How doctors are sparing patients from heart tests they don't need

​Doctors ordered fewer unnecessary heart tests after they watched an educational video and received monthly feedback reports, according to a new randomized study in Ontario and the U.S.

Telling clinicians how they're doing called a powerful tool in reducing unnecessary echocardiograms

Doctors ordered fewer unnecessary heart tests after they watched an educational video and received monthly feedback reports, according to a new randomized study in Ontario and the U.S.

Echocardiograms are ultrasounds of the heart and one of the most common diagnostic tests, cardiologists say. Clinicians order the non-invasive tests unnecessarily at times, leading to false positive findings that can snowball into more invasive tests and potentially harm patients.

It's one example groups such as the Canadian Institute for Health Information and Choosing Wisely Canada have focused on reducing the more than one million unnecessary medical tests and treatments ordered each year across the country that don't contribute to patient care. 

Echocardiograms allow physicians to visualize heart function, such as watch the organ beat, check if a valve is leaking or look for damage after a heart attack. 

Now Dr. Sacha Bhatia, a cardiologist at Women's College Hospital and Toronto's University Hospital Network, and his team have tested a way to reduce unnecessary echocardiograms, at least in the short term. The tests now cost the health-care system in Ontario more than $190 million a year, he said. 

In Monday's issue of the Journal of the American College of Cardiology, Bhatia and his co-authors reported the results of their trial, called Echo Wisely. The researchers randomly assigned 196 physicians in Toronto, Kingston, Ont., and Boston to receive an educational video and individualized monthly feedback from an app or to continue ordering as they were. 

The investigators adapted existing guidelines on ordering tests for the app. Then trained research assistants checked whether tests were considered appropriate based on the guidelines and information from patients' medical charts.

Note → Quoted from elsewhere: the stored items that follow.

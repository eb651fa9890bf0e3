use diesel::insert_into;
use diesel::prelude::*;
use diesel::sql_query;
use diesel::sql_types::{BigInt, VarChar};
use indoc::indoc;
use serde::{Deserialize, Serialize};

use crate::error::ApiError;
use crate::models::Translator;
use crate::schema::translators;
use crate::DbConnection;

use super::common;

#[derive(Deserialize)]
pub struct NewTranslator {
    pub user_id: String,
    pub username: Option<String>,
    pub display_name: String,
    pub bio: Option<String>,
}

#[derive(AsChangeset, Deserialize)]
#[table_name = "translators"]
pub struct TranslatorChanges {
    pub username: Option<String>,
    pub display_name: Option<String>,
    pub bio: Option<String>,
}

#[derive(QueryableByName, Serialize)]
#[serde(rename_all = "camelCase")]
pub struct TranslatorStats {
    #[sql_type = "BigInt"]
    pub novels_count: i64,
    #[sql_type = "BigInt"]
    pub chapters_count: i64,
    #[sql_type = "BigInt"]
    pub subscribers_count: i64,
    #[sql_type = "BigInt"]
    pub total_views: i64,
}

pub fn create_translator(
    connection: &DbConnection,
    new: NewTranslator,
) -> Result<Translator, ApiError> {
    Ok(insert_into(translators::table)
        .values((
            translators::user_id.eq(new.user_id),
            translators::username.eq(new.username),
            translators::display_name.eq(new.display_name),
            translators::bio.eq(new.bio),
            translators::created_at.eq(common::get_current_timestamp()),
        ))
        .get_result(connection)?)
}

pub fn get_translator(connection: &DbConnection, user_id: &str) -> Result<Translator, ApiError> {
    translators::table
        .find(user_id)
        .first(connection)
        .optional()?
        .ok_or(ApiError::NotFound("translator"))
}

pub fn update_translator(
    connection: &DbConnection,
    user_id: &str,
    changes: TranslatorChanges,
) -> Result<Translator, ApiError> {
    diesel::update(translators::table.find(user_id))
        .set(changes)
        .get_result(connection)
        .optional()?
        .ok_or(ApiError::NotFound("translator"))
}

/// Aggregates over the translator's novels; all zeroes when they own none.
pub fn get_translator_stats(
    connection: &DbConnection,
    user_id: &str,
) -> Result<TranslatorStats, ApiError> {
    let sql = indoc! {"
        SELECT COUNT(*) AS novels_count,
               CAST(COALESCE(SUM(chapters_count), 0) AS BIGINT) AS chapters_count,
               CAST(COALESCE(SUM(subscribers_count), 0) AS BIGINT) AS subscribers_count,
               CAST(COALESCE(SUM(views), 0) AS BIGINT) AS total_views
            FROM novels
            WHERE translator_id = $1
    "};
    Ok(sql_query(sql)
        .bind::<VarChar, _>(user_id)
        .get_result(connection)?)
}

#[cfg(test)]
mod tests {
    use diesel::result::{DatabaseErrorKind, Error as DieselError};

    use super::super::common::test_support::*;
    use super::*;
    use crate::database;

    #[test]
    #[ignore = "requires a PostgreSQL database"]
    fn created_translator_reads_back_identically() {
        let connection = test_connection();
        let created = create_translator(
            &connection,
            NewTranslator {
                user_id: "u-100".to_owned(),
                username: Some("@lotus".to_owned()),
                display_name: "Lotus".to_owned(),
                bio: Some("translating xianxia".to_owned()),
            },
        )
        .unwrap();
        let fetched = get_translator(&connection, "u-100").unwrap();
        assert_eq!(fetched.user_id, created.user_id);
        assert_eq!(fetched.username, created.username);
        assert_eq!(fetched.display_name, created.display_name);
        assert_eq!(fetched.bio, created.bio);
        assert_eq!(fetched.created_at, created.created_at);
    }

    #[test]
    #[ignore = "requires a PostgreSQL database"]
    fn duplicate_user_id_is_a_unique_violation() {
        let connection = test_connection();
        seed_translator(&connection, "u-100");
        let duplicate = create_translator(
            &connection,
            NewTranslator {
                user_id: "u-100".to_owned(),
                username: None,
                display_name: "Impostor".to_owned(),
                bio: None,
            },
        );
        match duplicate {
            Err(ApiError::Database(DieselError::DatabaseError(
                DatabaseErrorKind::UniqueViolation,
                _,
            ))) => {}
            other => panic!("expected a unique violation, got {:?}", other.err()),
        }
    }

    #[test]
    #[ignore = "requires a PostgreSQL database"]
    fn missing_translator_is_not_found() {
        let connection = test_connection();
        assert_not_found(get_translator(&connection, "nobody"));
    }

    #[test]
    #[ignore = "requires a PostgreSQL database"]
    fn partial_update_keeps_untouched_fields() {
        let connection = test_connection();
        let created = create_translator(
            &connection,
            NewTranslator {
                user_id: "u-100".to_owned(),
                username: Some("@lotus".to_owned()),
                display_name: "Lotus".to_owned(),
                bio: Some("translating xianxia".to_owned()),
            },
        )
        .unwrap();

        let updated = update_translator(
            &connection,
            "u-100",
            TranslatorChanges {
                username: None,
                display_name: Some("Lotus Prime".to_owned()),
                bio: None,
            },
        )
        .unwrap();

        assert_eq!(updated.display_name, "Lotus Prime");
        assert_eq!(updated.username, created.username);
        assert_eq!(updated.bio, created.bio);
        assert_eq!(updated.created_at, created.created_at);

        assert_not_found(update_translator(
            &connection,
            "nobody",
            TranslatorChanges {
                username: None,
                display_name: Some("Ghost".to_owned()),
                bio: None,
            },
        ));
    }

    #[test]
    #[ignore = "requires a PostgreSQL database"]
    fn stats_are_zero_filled_without_novels() {
        let connection = test_connection();
        seed_translator(&connection, "u-100");
        let stats = get_translator_stats(&connection, "u-100").unwrap();
        assert_eq!(stats.novels_count, 0);
        assert_eq!(stats.chapters_count, 0);
        assert_eq!(stats.subscribers_count, 0);
        assert_eq!(stats.total_views, 0);
    }

    #[test]
    #[ignore = "requires a PostgreSQL database"]
    fn stats_aggregate_across_the_translators_novels() {
        let connection = test_connection();
        seed_translator(&connection, "u-100");
        let first = seed_novel(&connection, "u-100", "Sword Saint");
        let second = seed_novel(&connection, "u-100", "Mist Court");
        for novel in [&first, &second] {
            database::chapter::create_chapter(
                &connection,
                novel.id,
                database::chapter::NewChapter {
                    chapter_number: 1,
                    title: "Prologue".to_owned(),
                    content: "...".to_owned(),
                },
            )
            .unwrap();
        }
        // Fetching bumps the view counters the stats should sum.
        database::novel::get_novel(&connection, first.id).unwrap();
        database::novel::get_novel(&connection, first.id).unwrap();
        database::novel::get_novel(&connection, second.id).unwrap();
        let stats = get_translator_stats(&connection, "u-100").unwrap();
        assert_eq!(stats.novels_count, 2);
        assert_eq!(stats.chapters_count, 2);
        assert_eq!(stats.total_views, 3);
    }
}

To prevent bias in the analysis, the assistants didn't know which group the participating physicians were in . 

Better technology useful to patient?

Cardiologists and primary care providers who received the support had a lower rate of unnecessary testing (8.6 per cent) compared with those who did not (11.1 per cent), Bhatia and his team said.

"Often times, because our technology has gotten better and better … we tend to see things that may or may not be useful to the patient," Bhatia said in an interview.

Bhatia said he didn't realize the extent to which the feedback would make a difference, and it got him thinking about how physicians rarely receive any.

"[Telling] people how they're doing can help drive improvements in performance even when it's not tied to any incentives."

Bhatia called the individual feedback and anonymous findings of doctors' peers a powerful tool to change their behaviour.

While physicians have a history of striving for high grades and are motivated to improve their performance, Bhatia acknowledged that once feedback on their behaviour stops, a U.S. study suggests they revert back to what they were doing previously.

There's been a dramatic increase in health-care spending on services that haven't been shown to improve patient outcomes, which is driving the push to decrease inappropriately ordered tests, Dr. Randolph Martin of Emory University Medical School in Atlanta, Ga., said in a journal editorial published with the study.

Martin said we need "simple and easy" ways to educate those who order tests inappropriately, such as those aimed at the top culprits of routine surveillance.

For instance, Martin said, automated analytical software could incorporate artificial intelligence and machine learning into electronic medical records to notify those who ordered the test whether one has been done recently and to question whether it will improve a patient's care. 

Since the study participants were mainly from teaching hospitals, Bhatia expects the findings would apply elsewhere in Canada.

It's not clear if it would generalize to doctors working at community hospitals or in private offices where many of these tests are done. The long-term sustainability also needs to be studied.

Overall, it's estimated that 30 per cent of testing in Canada may be unnecessary.